Although some of the content is upsetting, the walk is ultimately uplifting. Connelly continues; ‘Many religious and charitable groups were appalled by working-class living conditions. So, they tried to help. In the era before the Welfare State and government support, these groups could be the difference between life and death.’ At the forefront were non-Conformist churches, especially Methodists. Connelly’s walk evolved from her research into Manchester’s Methodist Halls. ‘I was drawn to them as social locations,’ explains Connelly. ‘Methodists used their Halls to engage with the working classes, ultimately to disseminate their religious beliefs. As a result, the Halls were designed in ways that would encourage the most visitors.’ From Angel Meadow, the walk visits several non-Conformist buildings of the period.

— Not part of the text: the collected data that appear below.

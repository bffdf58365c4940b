use async_trait::async_trait;
use atelier_application::ComposerBackend;
use atelier_core::{AppError, AppResult};
use atelier_domain::{BlueprintInstance, ContentBlueprint};
use serde_json::Value;
use tracing::warn;
use url::Url;


/// Composer backend talking to the content API over HTTP.
#[derive(Clone)]
pub struct HttpComposerBackend {
    http_client: reqwest::Client,
    base_url: Url,
}

impl HttpComposerBackend {
    /// Creates a backend for the API served at `base_url`.
    pub fn new(http_client: reqwest::Client, base_url: &str) -> AppResult<Self> {
        let base_url = Url::parse(base_url).map_err(|error| {
            AppError::Validation(format!("invalid content API url '{base_url}': {error}"))
        })?;
        if base_url.cannot_be_a_base() {
            return Err(AppError::Validation(format!(
                "content API url '{base_url}' cannot be a base"
            )));
        }

        Ok(Self {
            http_client,
            base_url,
        })
    }

    fn endpoint(&self, segments: &[&str]) -> AppResult<Url> {
        let mut url = self.base_url.clone();
        url.path_segments_mut()
            .map_err(|()| {
                AppError::Internal(format!("content API url '{}' cannot be a base", self.base_url))
            })?
            .pop_if_empty()
            .extend(segments);
        Ok(url)
    }

    async fn get_json(&self, url: Url) -> AppResult<Value> {
        let response = self
            .http_client
            .get(url.clone())
            .send()
            .await
            .map_err(|error| AppError::Unavailable(format!("GET {url} failed: {error}")))?;

        let status = response.status();
        if !status.is_success() {
            return Err(AppError::Unavailable(format!("GET {url} returned {status}")));
        }

        response.json::<Value>().await.map_err(|error| {
            AppError::Unavailable(format!("GET {url} returned an unreadable body: {error}"))
        })
    }
}

/// Decodes a JSON array, treating any other payload as an empty list.
fn decode_list<T>(url: &Url, payload: Value) -> AppResult<Vec<T>>
where
    T: serde::de::DeserializeOwned,
{
    if !payload.is_array() {
        warn!(%url, "expected a JSON array, treating response as empty");
        return Ok(Vec::new());
    }

    serde_json::from_value(payload).map_err(|error| {
        AppError::Unavailable(format!("GET {url} returned malformed items: {error}"))
    })
}

#[async_trait]
impl ComposerBackend for HttpComposerBackend {
    async fn load_blueprints(&self) -> AppResult<Vec<ContentBlueprint>> {
        let url = self.endpoint(&["api", "blueprints"])?;
        let payload = self.get_json(url.clone()).await?;
        decode_list(&url, payload)
    }

    async fn load_instances(&self, page_id: &str) -> AppResult<Vec<BlueprintInstance>> {
        let url = self.endpoint(&["api", "pages", page_id, "components"])?;
        let payload = self.get_json(url.clone()).await?;
        decode_list(&url, payload)
    }

    async fn save_instances(
        &self,
        page_id: &str,
        instances: Vec<BlueprintInstance>,
    ) -> AppResult<Vec<BlueprintInstance>> {
        let url = self.endpoint(&["api", "pages", page_id, "components"])?;
        let response = self
            .http_client
            .put(url.clone())
            .json(&instances)
            .send()
            .await
            .map_err(|error| AppError::Unavailable(format!("PUT {url} failed: {error}")))?;

        let status = response.status();
        if !status.is_success() {
            let body = response.text().await.unwrap_or_default();
            return Err(AppError::Unavailable(format!(
                "PUT {url} returned {status}: {body}"
            )));
        }

        response
            .json::<Vec<BlueprintInstance>>()
            .await
            .map_err(|error| {
                AppError::Unavailable(format!("PUT {url} returned malformed items: {error}"))
            })
    }
}
//! Block schemas, field values and page composition.

#![forbid(unsafe_code)]

mod block;
mod blueprint;
mod composition;
mod field;
mod form;
mod registry;
mod validation;
mod value;

pub use block::{BlockFieldDefinition, BlockValidation, validate_fields};
pub use blueprint::{
    BlueprintInstance, BlueprintType, ContentBlueprint, InstanceStatus, TEMPORARY_ID_PREFIX,
    temporary_instance_id,
};
pub use composition::{MoveDirection, PageComposition};
pub use field::{FieldDefinition, FieldType, SelectOption, validate_field_list};
pub use form::{
    Control, DynamicForm, FieldEdit, FormObserver, FormSnapshot, FormStatus, RenderedField,
    RenderedOption, seeded_item,
};
pub use registry::{
    block_field_definitions, field_definitions_by_category, get_block_field_definition,
    validate_block_data,
};
pub use validation::{RequiredCheck, field_errors, is_valid_email, is_valid_url};
pub use value::{FieldValue, FormValues, json_is_truthy, number_to_json, parse_number};
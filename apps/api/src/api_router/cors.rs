use axum::http::header::CONTENT_TYPE;
use axum::http::{HeaderValue, Method};
use atelier_core::AppError;
use tower_http::cors::CorsLayer;

/// Allows the admin frontend to call the content API from the browser.
pub(super) fn build_cors_layer(frontend_url: &str) -> Result<CorsLayer, AppError> {
    let origin = HeaderValue::from_str(frontend_url.trim_end_matches('/'))
        .map_err(|error| AppError::Validation(format!("invalid FRONTEND_URL: {error}")))?;

    Ok(CorsLayer::new()
        .allow_origin(origin)
        .allow_methods([
            Method::GET,
            Method::POST,
            Method::PUT,
            Method::PATCH,
            Method::DELETE,
            Method::OPTIONS,
        ])
        .allow_headers([CONTENT_TYPE]))
}
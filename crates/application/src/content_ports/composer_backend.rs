use async_trait::async_trait;
use atelier_core::AppResult;
use atelier_domain::{BlueprintInstance, ContentBlueprint};

/// Remote collaborator the composer loads from and saves to.
#[async_trait]
pub trait ComposerBackend: Send + Sync {
    /// Loads the blueprint catalog.
    async fn load_blueprints(&self) -> AppResult<Vec<ContentBlueprint>>;

    /// Loads the instances placed on a page.
    async fn load_instances(&self, page_id: &str) -> AppResult<Vec<BlueprintInstance>>;

    /// Replaces a page's ordered instance list and returns the stored list.
    async fn save_instances(
        &self,
        page_id: &str,
        instances: Vec<BlueprintInstance>,
    ) -> AppResult<Vec<BlueprintInstance>>;
}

On Great Ancoats Street, the Methodist Women’s Home and Night Shelter provided accommodation for ‘fallen women’. The ground floor had a coffee tavern, an alcohol-free place to socialise away from men. Though built to uphold the Victorian ideal of maintaining ‘separate spheres’ between the sexes, the tavern is an ancestor of today’s café culture. On Peter Street, the impressive St George’s House was built for the YMCA. The building’s tiled façade originally included a members’ swimming pool and a gym. Connelly summarises, ‘They were multi-purpose venues, way ahead of their time. They could be regarded as the forerunners to modern mixed-use developments.’
At its height, the Manchester and Salford Methodist Mission had ten Halls in the city. Past the Arndale Centre, Connelly points out what appears to be an ordinary group of shops on Oldham Street. Above and behind them is the first Methodist Central Hall built in the UK. It was deliberately designed to not look like a church. Even the shops were part of the original building. ‘Besides drawing in visitors, letting out shops on the ground floor helped to pay for the Hall’s upkeep,’ Connelly explains. ‘Many non-Conformists combined charity with ruthless business sense. They were hard-headed as well as warm-hearted.’
DISCOVER MORE OF BRITAIN
One of Connelly’s favourite spots is the Albert Hall, ‘When I first researched the walk, it was empty. Now it’s a successful music venue.’ Fittingly so. Many Methodist social events included choir and band concerts, with programmes inspired by music hall entertainment. During the Second World War, the Albert Hall’s 2,000- seat main hall became the temporary home of the Halle Orchestra. The huge baroque building remains an impressive reminder of how influential Manchester’s Methodists were.
By 1945, there were almost 100 Methodist Central Halls in the UK. Today there are less than 20. Many have disappeared or changed use. The walk’s themes however are unchanged. The route concludes at Manchester Cathedral. Before then, we turn off Deansgate to stop outside the Wood Street Mission. Founded in 1869 to aid destitute children, Wood Street Mission endures today as a charity. They provide low-income families with clothes, books, and toiletries.
The Wood Street Mission’s ongoing presence highlights an unsettling parallel with the Victorian city of Connelly’s walk. Modern Britain’s ‘gig economy’ and ‘dark kitchens’ have a distinctly Victorian feel. As do increases in homelessness and reliance on food banks. Connelly suggests, ‘There is this sense that the Welfare State has shrunk again in recent years, and that volunteers and charities are stepping in to fill the gap.’ And the gap is widening. Research suggests that the disparity between Britain’s poorest and wealthiest has increased since the start of the pandemic. So, the Mission continues.